Task goal:
Please repeat the records below exactly, from the first line through the line containing "let mut at_word_start = true;", and nothing more.

Information:
◇ ◇ ◇

use hcl::eval::{FuncArgs, FuncDef, ParamType};
use hcl::Value;
use regex::Regex;

use super::{array_arg, i64_arg, str_arg, to_plain_string};

/// String manipulation functions
pub fn create_upper_func() -> FuncDef {
    FuncDef::builder()
        .param(ParamType::String)
        .build(|args: FuncArgs| Ok(Value::from(str_arg(&args, 0)?.to_uppercase())))
}

pub fn create_lower_func() -> FuncDef {
    FuncDef::builder()
        .param(ParamType::String)
        .build(|args: FuncArgs| Ok(Value::from(str_arg(&args, 0)?.to_lowercase())))
}

/// Uppercase the first letter of every word
pub fn create_title_func() -> FuncDef {
    FuncDef::builder()
        .param(ParamType::String)
        .build(|args: FuncArgs| {
            let mut out = String::new();
            let mut at_word_start = true;
            for c in str_arg(&args, 0)?.chars() {
                if at_word_start && c.is_alphabetic() {
                    out.extend(c.to_uppercase());
                } else {
                    out.push(c);
                }
                at_word_start = !c.is_alphanumeric();
            }
            Ok(Value::from(out))
        })
}

pub fn create_trimspace_func() -> FuncDef {
    FuncDef::builder()
        .param(ParamType::String)
        .build(|args: FuncArgs| Ok(Value::from(str_arg(&args, 0)?.trim())))
}

/// Remove any of the given characters from both ends
pub fn create_trim_func() -> FuncDef {
    FuncDef::builder()
        .param(ParamType::String)
        .param(ParamType::String)
        .build(|args: FuncArgs| {
            let s = str_arg(&args, 0)?;
            let cutset: Vec<char> = str_arg(&args, 1)?.chars().collect();
            Ok(Value::from(s.trim_matches(|c| cutset.contains(&c))))
        })
}

pub fn create_trimprefix_func() -> FuncDef {
    FuncDef::builder()
        .param(ParamType::String)
        .param(ParamType::String)
        .build(|args: FuncArgs| {
            let s = str_arg(&args, 0)?;
            let prefix = str_arg(&args, 1)?;
            Ok(Value::from(s.strip_prefix(prefix).unwrap_or(s)))
        })
}

pub fn create_trimsuffix_func() -> FuncDef {
    FuncDef::builder()
        .param(ParamType::String)
        .param(ParamType::String)
        .build(|args: FuncArgs| {
            let s = str_arg(&args, 0)?;
            let suffix = str_arg(&args, 1)?;
            Ok(Value::from(s.strip_suffix(suffix).unwrap_or(s)))
        })
}

/// Remove trailing newlines
pub fn create_chomp_func() -> FuncDef {
    FuncDef::builder()
        .param(ParamType::String)
        .build(|args: FuncArgs| {
            Ok(Value::from(
                str_arg(&args, 0)?.trim_end_matches(['\n', '\r']),
            ))
        })
}

/// Replace a substring, or a regular expression when wrapped in slashes
pub fn create_replace_func() -> FuncDef {
    FuncDef::builder()
        .param(ParamType::String)
        .param(ParamType::String)
        .param(ParamType::String)
        .build(|args: FuncArgs| {
            let s = str_arg(&args, 0)?;
            let from = str_arg(&args, 1)?;
            let to = str_arg(&args, 2)?;
            if from.len() > 1 && from.starts_with('/') && from.ends_with('/') {
                let re = Regex::new(&from[1..from.len() - 1]).map_err(|e| e.to_string())?;
                return Ok(Value::from(re.replace_all(s, to).into_owned()));
            }
            Ok(Value::from(s.replace(from, to)))
        })
}

/// Character-based substring; a length of -1 means "to the end"
pub fn create_substr_func() -> FuncDef {
    FuncDef::builder()
        .param(ParamType::String)
        .param(ParamType::Number)
        .param(ParamType::Number)
        .build(|args: FuncArgs| {
            let chars: Vec<char> = str_arg(&args, 0)?.chars().collect();
            let len = chars.len() as i64;
            let mut offset = i64_arg(&args, 1)?;
            let length = i64_arg(&args, 2)?;
            if offset < 0 {
                offset += len;
            }
            if offset < 0 || offset > len {
                return Err("offset out of range".to_string());
            }
            let end = if length < 0 {
                len
            } else {
                (offset + length).min(len)
            };
            let out: String = chars[offset as usize..end as usize].iter().collect();
            Ok(Value::from(out))
        })
}

pub fn create_startswith_func() -> FuncDef {
    FuncDef::builder()
        .param(ParamType::String)
        .param(ParamType::String)
        .build(|args: FuncArgs| {
            Ok(Value::from(
                str_arg(&args, 0)?.starts_with(str_arg(&args, 1)?),
            ))
        })
}

pub fn create_endswith_func() -> FuncDef {
    FuncDef::builder()
        .param(ParamType::String)
        .param(ParamType::String)
        .build(|args: FuncArgs| {
            Ok(Value::from(str_arg(&args, 0)?.ends_with(str_arg(&args, 1)?)))
        })
}

pub fn create_strcontains_func() -> FuncDef {
    FuncDef::builder()
        .param(ParamType::String)
        .param(ParamType::String)
        .build(|args: FuncArgs| {
            Ok(Value::from(str_arg(&args, 0)?.contains(str_arg(&args, 1)?)))
        })
}

pub fn create_strrev_func() -> FuncDef {
    FuncDef::builder()
        .param(ParamType::String)
        .build(|args: FuncArgs| Ok(Value::from(str_arg(&args, 0)?.chars().rev().collect::<String>())))
}

/// printf-style formatting supporting %s, %d, %v and %%
pub fn create_format_func() -> FuncDef {
    FuncDef::builder()
        .param(ParamType::String)
        .variadic_param(ParamType::Any)
        .build(|args: FuncArgs| {
            let layout = str_arg(&args, 0)?;
            Ok(Value::from(format_values(layout, &args[1..])?))
        })
}

fn format_values(layout: &str, args: &[Value]) -> Result<String, String> {
    let mut values = args.iter();
    let mut out = String::new();
    let mut chars = layout.chars();
    while let Some(c) = chars.next() {
        if c != '%' {
            out.push(c);
            continue;
        }
        match chars.next() {
            Some('%') => out.push('%'),
            Some('s' | 'v') => {
                let v = values.next().ok_or("not enough arguments for format")?;
                out.push_str(&to_plain_string(v)?);
            }
            Some('d') => {
                let v = values.next().ok_or("not enough arguments for format")?;
                let n = v.as_f64().ok_or("%d requires a number")?;
                out.push_str(&(n as i64).to_string());
            }
            Some(other) => return Err(format!("unsupported format verb %{other}")),
            None => return Err("format string ends with %".to_string()),
        }
    }
    Ok(out)
}

/// `format` applied element-wise; list arguments must share a length and
/// scalars are repeated.
pub fn create_formatlist_func() -> FuncDef {
    FuncDef::builder()
        .param(ParamType::String)
        .variadic_param(ParamType::Any)
        .build(|args: FuncArgs| {
            let layout = str_arg(&args, 0)?;
            let rest = &args[1..];
            let mut count = None;
            for list in rest.iter().filter_map(Value::as_array) {
                match count {
                    Some(n) if n != list.len() => {
                        return Err("all list arguments must have the same length".to_string())
                    }
                    _ => count = Some(list.len()),
                }
            }
            let count = count.unwrap_or(1);
            let mut out = Vec::with_capacity(count);
            for i in 0..count {
                let row: Vec<Value> = rest
                    .iter()
                    .map(|v| match v {
                        Value::Array(items) => items[i].clone(),
                        other => other.clone(),
                    })
                    .collect();
                out.push(Value::from(format_values(layout, &row)?));
            }
            Ok(Value::from(out))
        })
}

/// Value of one match: the whole match without groups, an object for
/// named groups and a list for positional ones.
fn capture_value(re: &Regex, caps: &regex::Captures<'_>) -> Value {
    let group = |m: Option<regex::Match<'_>>| m.map_or(Value::Null, |m| Value::from(m.as_str()));
    if re.captures_len() == 1 {
        return group(caps.get(0));
    }
    let named: Vec<&str> = re.capture_names().flatten().collect();
    if !named.is_empty() {
        let object = named
            .into_iter()
            .map(|name| (name.to_string(), group(caps.name(name))))
            .collect();
        return Value::Object(object);
    }
    Value::from((1..re.captures_len()).map(|i| group(caps.get(i))).collect::<Vec<_>>())
}

pub fn create_regex_func() -> FuncDef {
    FuncDef::builder()
        .param(ParamType::String)
        .param(ParamType::String)
        .build(|args: FuncArgs| {
            let re = Regex::new(str_arg(&args, 0)?).map_err(|e| e.to_string())?;
            let s = str_arg(&args, 1)?;
            let caps = re.captures(s).ok_or("pattern did not match any part of the string")?;
            Ok(capture_value(&re, &caps))
        })
}

pub fn create_regexall_func() -> FuncDef {
    FuncDef::builder()
        .param(ParamType::String)
        .param(ParamType::String)
        .build(|args: FuncArgs| {
            let re = Regex::new(str_arg(&args, 0)?).map_err(|e| e.to_string())?;
            let s = str_arg(&args, 1)?;
            let matches: Vec<Value> = re
                .captures_iter(s)
                .map(|caps| capture_value(&re, &caps))
                .collect();
            Ok(Value::from(matches))
        })
}

pub fn create_join_func() -> FuncDef {
    FuncDef::builder()
        .param(ParamType::String)
        .variadic_param(ParamType::Any)
        .build(|args: FuncArgs| {
            let separator = str_arg(&args, 0)?;
            let mut strings = Vec::new();
            for i in 1..args.len() {
                for v in array_arg(&args, i)? {
                    strings.push(to_plain_string(v)?);
                }
            }
            Ok(Value::from(strings.join(separator)))
        })
}

pub fn create_split_func() -> FuncDef {
    FuncDef::builder()
        .param(ParamType::String)
        .param(ParamType::String)
        .build(|args: FuncArgs| {
            let separator = str_arg(&args, 0)?;
            let s = str_arg(&args, 1)?;
            if s.is_empty() {
                return Ok(Value::Array(Vec::new()));
            }
            let parts: Vec<Value> = s.split(separator).map(Value::from).collect();
            Ok(Value::from(parts))
        })
}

◇ ◇ ◇

Answer below:
use hcl::eval::{FuncArgs, FuncDef, ParamType};
use hcl::Value;
use regex::Regex;

use super::{array_arg, i64_arg, str_arg, to_plain_string};

/// String manipulation functions
pub fn create_upper_func() -> FuncDef {
    FuncDef::builder()
        .param(ParamType::String)
        .build(|args: FuncArgs| Ok(Value::from(str_arg(&args, 0)?.to_uppercase())))
}

pub fn create_lower_func() -> FuncDef {
    FuncDef::builder()
        .param(ParamType::String)
        .build(|args: FuncArgs| Ok(Value::from(str_arg(&args, 0)?.to_lowercase())))
}

/// Uppercase the first letter of every word
pub fn create_title_func() -> FuncDef {
    FuncDef::builder()
        .param(ParamType::String)
        .build(|args: FuncArgs| {
            let mut out = String::new();
            let mut at_word_start = true;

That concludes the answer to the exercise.